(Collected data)
»»

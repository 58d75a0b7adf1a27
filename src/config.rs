use anyhow::{Context, Result};

#[derive(Debug, Clone)]
pub struct AppConfig {
    pub host: String,
    pub port: u16,
    pub log_level: String,
    pub database_url: String,
    pub db_max_connections: u32,
    pub db_min_idle: u32,
}

impl AppConfig {
    pub fn from_env() -> Result<Self> {
        // Load .env if present
        let _ = dotenvy::dotenv();

        let host = std::env::var("HOST").unwrap_or_else(|_| "127.0.0.1".to_string());
        let port = std::env::var("PORT")
            .unwrap_or_else(|_| "3000".to_string())
            .parse::<u16>()
            .context("PORT must be a valid u16")?;
        let log_level =
            std::env::var("RUST_LOG").unwrap_or_else(|_| "info,tower_http=info".to_string());

        let database_url = match std::env::var("DATABASE_URL") {
            Ok(val) => val,
            Err(_) if cfg!(debug_assertions) => "sqlite://todos.db?mode=rwc".to_string(),
            Err(err) => {
                Err(anyhow::anyhow!(err)).context("DATABASE_URL is required in release builds")?
            }
        };

        let db_max_connections = std::env::var("DB_MAX_CONNS")
            .ok()
            .and_then(|v| v.parse().ok())
            .unwrap_or(10);

        let db_min_idle = std::env::var("DB_MIN_IDLE")
            .ok()
            .and_then(|v| v.parse().ok())
            .unwrap_or(2);

        Ok(Self {
            host,
            port,
            log_level,
            database_url,
            db_max_connections,
            db_min_idle,
        })
    }
}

««

= TASK REQUIREMENTS =
Where in the records does the string "anyhow" appear? Copy every line that has it.

= TASK RESPONSE =
use anyhow::{Context, Result};
                Err(anyhow::anyhow!(err)).context("DATABASE_URL is required in release builds")?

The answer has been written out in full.